Não é que ela seja necessariamente nostálgica, mas a maneira como a canção tem seu despertar estruturado, com uma bateria cuidadosa e precisamente pulsante e uma guitarra adornada por um riff agudo beirando o açucarado, faz com que o ouvinte tenha, de fato, vislumbres associados ao saudosismo. Por conta da delicadeza sonora que se desenvolve, a faixa é capaz de explorar, também, um frescor de identidade inebriante.
O interessante, no que tange o amadurecimento da composição, é perceber que mesmo diante de um sintetizador que lhe imprime uma base sonora flertante com o transcendental, existe um baixo cujo riff misto de estridência e azedume barra ligeiramente a sutileza estética até então desenvolvida.
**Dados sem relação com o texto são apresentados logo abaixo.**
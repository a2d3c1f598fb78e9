//! Handlers for the `/consistency-alerts` resource.

use axum::extract::{Path, Query, State};
use axum::http::StatusCode;
use axum::Json;
use ecv_core::alert::is_expected_severity;
use ecv_core::types::DbId;
use ecv_db::models::consistency_alert::{
    ConsistencyAlert, CreateConsistencyAlert, UpdateConsistencyAlert,
};
use ecv_db::repositories::ConsistencyAlertRepo;

use crate::error::{AppError, AppResult};
use crate::extract::{ValidatedJson, ValidatedPatch};
use crate::query::ArtistScope;
use crate::state::AppState;

/// GET /api/consistency-alerts?artistId=
pub async fn list(
    State(state): State<AppState>,
    Query(scope): Query<ArtistScope>,
) -> AppResult<Json<Vec<ConsistencyAlert>>> {
    let alerts = ConsistencyAlertRepo::list_by_artist(&state.pool, scope.require()?).await?;
    Ok(Json(alerts))
}

/// GET /api/consistency-alerts/{id}
pub async fn get_by_id(
    State(state): State<AppState>,
    Path(id): Path<DbId>,
) -> AppResult<Json<ConsistencyAlert>> {
    let alert = ConsistencyAlertRepo::find_by_id(&state.pool, &id)
        .await?
        .ok_or_else(|| AppError::not_found("Consistency alert", id))?;
    Ok(Json(alert))
}

/// POST /api/consistency-alerts
///
/// Severity is free text; values outside low/medium/high are stored but
/// logged.
pub async fn create(
    State(state): State<AppState>,
    ValidatedJson(input): ValidatedJson<CreateConsistencyAlert>,
) -> AppResult<(StatusCode, Json<ConsistencyAlert>)> {
    if !is_expected_severity(&input.severity) {
        tracing::warn!(severity = %input.severity, "Consistency alert with unexpected severity");
    }
    let alert = ConsistencyAlertRepo::create(&state.pool, &input).await?;
    Ok((StatusCode::CREATED, Json(alert)))
}

/// PATCH /api/consistency-alerts/{id}
pub async fn update(
    State(state): State<AppState>,
    Path(id): Path<DbId>,
    ValidatedPatch(input): ValidatedPatch<UpdateConsistencyAlert>,
) -> AppResult<Json<ConsistencyAlert>> {
    let alert = ConsistencyAlertRepo::update(&state.pool, &id, &input)
        .await?
        .ok_or_else(|| AppError::not_found("Consistency alert", id))?;
    Ok(Json(alert))
}

/// DELETE /api/consistency-alerts/{id}
pub async fn delete(State(state): State<AppState>, Path(id): Path<DbId>) -> AppResult<StatusCode> {
    ConsistencyAlertRepo::delete(&state.pool, &id).await?;
    Ok(StatusCode::NO_CONTENT)
}
//! Load the demo dataset into the configured database.
//!
//! Applies pending migrations first, then inserts three demo artists and
//! their records. Running it twice duplicates the data.

use anyhow::Context;
use tracing_subscriber::{layer::SubscriberExt, util::SubscriberInitExt};

use ecv_api::config::ServerConfig;

#[tokio::main]
async fn main() -> anyhow::Result<()> {
    dotenvy::dotenv().ok();

    tracing_subscriber::registry()
        .with(
            tracing_subscriber::EnvFilter::try_from_default_env()
                .unwrap_or_else(|_| "ecv_db=info,ecv_api=info".into()),
        )
        .with(tracing_subscriber::fmt::layer())
        .init();

    let config = ServerConfig::from_env();
    let database_url = std::env::var("DATABASE_URL").context("DATABASE_URL must be set")?;

    let pool = ecv_db::create_pool(&database_url, config.database_max_connections)
        .await
        .context("Failed to connect to database")?;
    ecv_db::run_migrations(&pool)
        .await
        .context("Failed to run database migrations")?;

    let summary = ecv_db::seed::seed_demo_data(&pool)
        .await
        .context("Seeding failed")?;

    tracing::info!(
        artists = summary.artists,
        reality_nodes = summary.reality_nodes,
        projects = summary.projects,
        "Seed complete"
    );
    Ok(())
}
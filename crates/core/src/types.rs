use serde::{Deserialize, Serialize};

/// Primary keys are server-generated UUID strings stored as `VARCHAR`.
pub type DbId = String;

/// All timestamps are UTC.
pub type Timestamp = chrono::DateTime<chrono::Utc>;

/// Free-form JSON object (`dna`, `ecvDna`, node `attributes`).
pub type AttributeMap = serde_json::Map<String, serde_json::Value>;

/// Canvas coordinates of a reality node in the graph view.
#[derive(Debug, Clone, Copy, PartialEq, Serialize, Deserialize)]
pub struct Position {
    pub x: f64,
    pub y: f64,
}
Ao mesmo tempo, é esse elemento que acaba devolvendo à audiência a sua consciência, a mantendo atenta a cada transformação conjuntural.
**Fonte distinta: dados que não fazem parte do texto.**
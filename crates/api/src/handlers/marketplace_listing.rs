//! Handlers for the `/marketplace-listings` resource.

use axum::extract::{Path, Query, State};
use axum::http::StatusCode;
use axum::Json;
use ecv_core::types::DbId;
use ecv_db::models::marketplace_listing::{
    CreateMarketplaceListing, MarketplaceListing, UpdateMarketplaceListing,
};
use ecv_db::repositories::MarketplaceListingRepo;

use crate::error::{AppError, AppResult};
use crate::extract::{ValidatedJson, ValidatedPatch};
use crate::query::ArtistScope;
use crate::state::AppState;

/// GET /api/marketplace-listings[?artistId=]
pub async fn list(
    State(state): State<AppState>,
    Query(scope): Query<ArtistScope>,
) -> AppResult<Json<Vec<MarketplaceListing>>> {
    let listings = MarketplaceListingRepo::list(&state.pool, scope.optional()).await?;
    Ok(Json(listings))
}

/// GET /api/marketplace-listings/{id}
pub async fn get_by_id(
    State(state): State<AppState>,
    Path(id): Path<DbId>,
) -> AppResult<Json<MarketplaceListing>> {
    let listing = MarketplaceListingRepo::find_by_id(&state.pool, &id)
        .await?
        .ok_or_else(|| AppError::not_found("Marketplace listing", id))?;
    Ok(Json(listing))
}

/// POST /api/marketplace-listings
pub async fn create(
    State(state): State<AppState>,
    ValidatedJson(input): ValidatedJson<CreateMarketplaceListing>,
) -> AppResult<(StatusCode, Json<MarketplaceListing>)> {
    let listing = MarketplaceListingRepo::create(&state.pool, &input).await?;
    Ok((StatusCode::CREATED, Json(listing)))
}

/// PATCH /api/marketplace-listings/{id}
pub async fn update(
    State(state): State<AppState>,
    Path(id): Path<DbId>,
    ValidatedPatch(input): ValidatedPatch<UpdateMarketplaceListing>,
) -> AppResult<Json<MarketplaceListing>> {
    let listing = MarketplaceListingRepo::update(&state.pool, &id, &input)
        .await?
        .ok_or_else(|| AppError::not_found("Marketplace listing", id))?;
    Ok(Json(listing))
}

/// DELETE /api/marketplace-listings/{id}
pub async fn delete(State(state): State<AppState>, Path(id): Path<DbId>) -> AppResult<StatusCode> {
    MarketplaceListingRepo::delete(&state.pool, &id).await?;
    Ok(StatusCode::NO_CONTENT)
}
Com brisas em relação à roupagem da new wave, a faixa chama a atenção, também, pelo timbre grave e firme de Phil. Junto ao baixo, ele também mantém o público atento à canção e, também, ao enredo lírico, que assume silhuetas amansadas sedutoramente cativantes. Home, a partir daí, se consagra como uma obra indie rock de aspecto retrô inquestionavelmente atraente, encantando o ouvinte com sua sutileza e com suas breves brisas entorpecentes.